People have always been amazed at the ability of bats to hunt and catch prey in complete darkness. Bats are able to navigate complex environments with precision and capture prey with superior accuracy. These feats are possible through a process known as ‘echolocation’. During flight, bats emit calls in rapid succession and then process the returning echoes to understand the location of objects in the environment. Even though echolocation is a powerful tool for bats, there are some limitations. For example, they have to contend with potential masking effects of additional echolocation calls produced by other foraging bats. Therefore, it seems doubtful that bats would stress their vocal system by producing additional vocal calls that are not directly connected with echolocation. However, a recent study published this past month by researchers at the University of Maryland demonstrated that big brown bats (Eptesicus fuscus) produce additional social calls on top of their echolocation calls during flight to repeal competing foraging bats.


Figure 1. A bat using echolocation to determine the location of a fly

The use of vocalizations for social communication in big brown bats is not fully understood.
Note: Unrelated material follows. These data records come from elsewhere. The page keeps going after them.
//! Compact chart-data line, e.g. `SUN:120.50|MOON:45.20R|ASC:12.10`.

use crate::aspects::AspectPoint;
use crate::ephemeris::types::ChartPoint;
use crate::error::{AstroError, Result};
use crate::time::normalize_degrees;
use regex::Regex;
use serde::{Deserialize, Serialize};
use std::fmt;
use std::str::FromStr;

lazy_static::lazy_static! {
    static ref SEGMENT_SEPARATOR: Regex = Regex::new(r"[|,;\n]").expect("Invalid regex");
    static ref SEGMENT: Regex =
        Regex::new(r"^([A-Za-z][A-Za-z_]*)\s*:\s*([+-]?\d+(?:\.\d+)?)\s*([Rr]?)$").expect("Invalid regex");
}

#[derive(Debug, Clone, Copy, PartialEq, Serialize, Deserialize)]
pub struct ChartLineEntry {
    pub point: ChartPoint,
    /// In [0, 360)
    pub longitude: f64,
    pub retrograde: bool,
}

/// Parsed chart line, entries in input order.
#[derive(Debug, Clone, PartialEq, Default, Serialize, Deserialize)]
pub struct ChartLine {
    entries: Vec<ChartLineEntry>,
}

impl ChartLine {
    pub fn new(entries: Vec<ChartLineEntry>) -> Self {
        Self { entries }
    }

    pub fn parse(input: &str) -> Result<Self> {
        let mut entries = Vec::new();
        for raw in SEGMENT_SEPARATOR.split(input) {
            let segment = raw.trim();
            if segment.is_empty() {
                continue;
            }
            let caps = SEGMENT.captures(segment).ok_or_else(|| AstroError::ChartLine {
                segment: segment.to_string(),
                message: "expected NAME:DEGREES with optional R suffix".to_string(),
            })?;
            let point = caps[1]
                .parse::<ChartPoint>()
                .map_err(|e| AstroError::ChartLine {
                    segment: segment.to_string(),
                    message: e.to_string(),
                })?;
            let longitude: f64 = caps[2].parse().map_err(|e| AstroError::ChartLine {
                segment: segment.to_string(),
                message: format!("bad longitude: {}", e),
            })?;
            entries.push(ChartLineEntry {
                point,
                longitude: normalize_degrees(longitude),
                retrograde: !caps[3].is_empty(),
            });
        }
        Ok(Self { entries })
    }

    pub fn entries(&self) -> &[ChartLineEntry] {
        &self.entries
    }

    pub fn get(&self, point: ChartPoint) -> Option<&ChartLineEntry> {
        self.entries.iter().find(|e| e.point == point)
    }

    /// Entries as aspect points. The line carries no speeds, so matches
    /// built from it leave `applying` unset.
    pub fn aspect_points(&self) -> Vec<AspectPoint> {
        self.entries
            .iter()
            .map(|e| AspectPoint {
                point: e.point,
                longitude: e.longitude,
                speed: None,
            })
            .collect()
    }
}

impl FromStr for ChartLine {
    type Err = AstroError;

    fn from_str(s: &str) -> Result<Self> {
        Self::parse(s)
    }
}

/// Canonical rendering: upper-case names, two decimals, `|` separated.
///
/// Longitudes are rounded before wrapping, so 359.996 renders as `0.00`.
pub fn format_chart_line(line: &ChartLine) -> String {
    line.entries
        .iter()
        .map(|e| {
            let longitude = normalize_degrees((e.longitude * 100.0).round() / 100.0);
            format!(
                "{}:{:.2}{}",
                e.point.slug().to_uppercase(),
                longitude,
                if e.retrograde { "R" } else { "" }
            )
        })
        .collect::<Vec<_>>()
        .join("|")
}

impl fmt::Display for ChartLine {
    fn fmt(&self, f: &mut fmt::Formatter<'_>) -> fmt::Result {
        f.write_str(&format_chart_line(self))
    }
}

#[cfg(test)]
mod tests {
    use super::*;
    use crate::ephemeris::types::{Angle, Body};

    #[test]
    fn test_parse_canonical_line() {
        let line = ChartLine::parse("SUN:120.50|MOON:45.20R|ASC:12.10").unwrap();
        assert_eq!(line.entries().len(), 3);
        let moon = line.get(ChartPoint::Body(Body::Moon)).unwrap();
        assert_eq!(moon.longitude, 45.2);
        assert!(moon.retrograde);
        assert!(line.get(ChartPoint::Angle(Angle::Ascendant)).is_some());
    }

    #[test]
    fn test_parse_mixed_separators() {
        let line: ChartLine = "sun: 10 ; mars:370.5,\nvenus:-20".parse().unwrap();
        let lons: Vec<f64> = line.entries().iter().map(|e| e.longitude).collect();
        assert_eq!(lons, vec![10.0, 10.5, 340.0]);
    }

    #[test]
    fn test_parse_errors_carry_segment() {
        match ChartLine::parse("SUN:120.5|VULCAN:3.0") {
            Err(AstroError::ChartLine { segment, .. }) => assert_eq!(segment, "VULCAN:3.0"),
            other => panic!("unexpected {:?}", other),
        }
        assert!(ChartLine::parse("SUN:abc").is_err());
        assert!(ChartLine::parse("SUN120").is_err());
    }

    #[test]
    fn test_format_round_trip() {
        let text = "SUN:120.50|MOON:45.20R|NORTH_NODE:300.00|MC:12.10";
        let line = ChartLine::parse(text).unwrap();
        assert_eq!(format_chart_line(&line), text);
        assert_eq!(line.to_string(), text);
    }

    #[test]
    fn test_format_wraps_after_rounding() {
        let line = ChartLine::parse("SUN:359.996|MOON:-0.001R|MARS:359.994").unwrap();
        assert_eq!(format_chart_line(&line), "SUN:0.00|MOON:0.00R|MARS:359.99");

        let reparsed = ChartLine::parse(&line.to_string()).unwrap();
        assert!(reparsed.entries().iter().all(|e| e.longitude < 360.0));
    }

    #[test]
    fn test_empty_line() {
        assert!(ChartLine::parse("  ").unwrap().entries().is_empty());
    }
}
One particular social call know as a frequency-modulated bout (FMB) is composed of three to four ultrasonic pulses that are longer in duration and lower in frequency compared to echolocation calls. The researchers in this study wanted to determine the function of these FMBs by examining the circumstances where these calls are emitted as well as their effect on other foraging bats. 1106 flight trials in a darkened flight room with specialized recording equipment for ultrasonic calls were completed in various social contexts. Trials were conducted with flying males and females alone, another bat of the same sex, or another bat of the opposite sex. The movements of the bats following FMBs were measured relative to other foraging bats as well as relative to the location of a prey item in the flight room. From these trials, only 186 FMBs were detected.

Figure 2. A big brown bat (

Figure 2. A big brown bat

The researchers noticed that FMBs were only produced by males and in the presence of a second bat in the flight room. Moreover, when the FMBs were produced they appeared to immediately change the behavior of the other bat. The researchers saw that within 500 ms following a FMB, the distance between the two bats increased by an average of half a meter. Also, if a bat was close to a prey item when the other bat emitted a FMB, the bat would immediately move away from the prey item. Individuals that emitted more frequent FMBs  had about twice as much prey capture success compared to those that didn’t emit FMBs. These results show that FMBs repelled other foraging bats from both caller and prey. Therefore, the researchers concluded that the emission of FMBs increased the caller’s foraging success.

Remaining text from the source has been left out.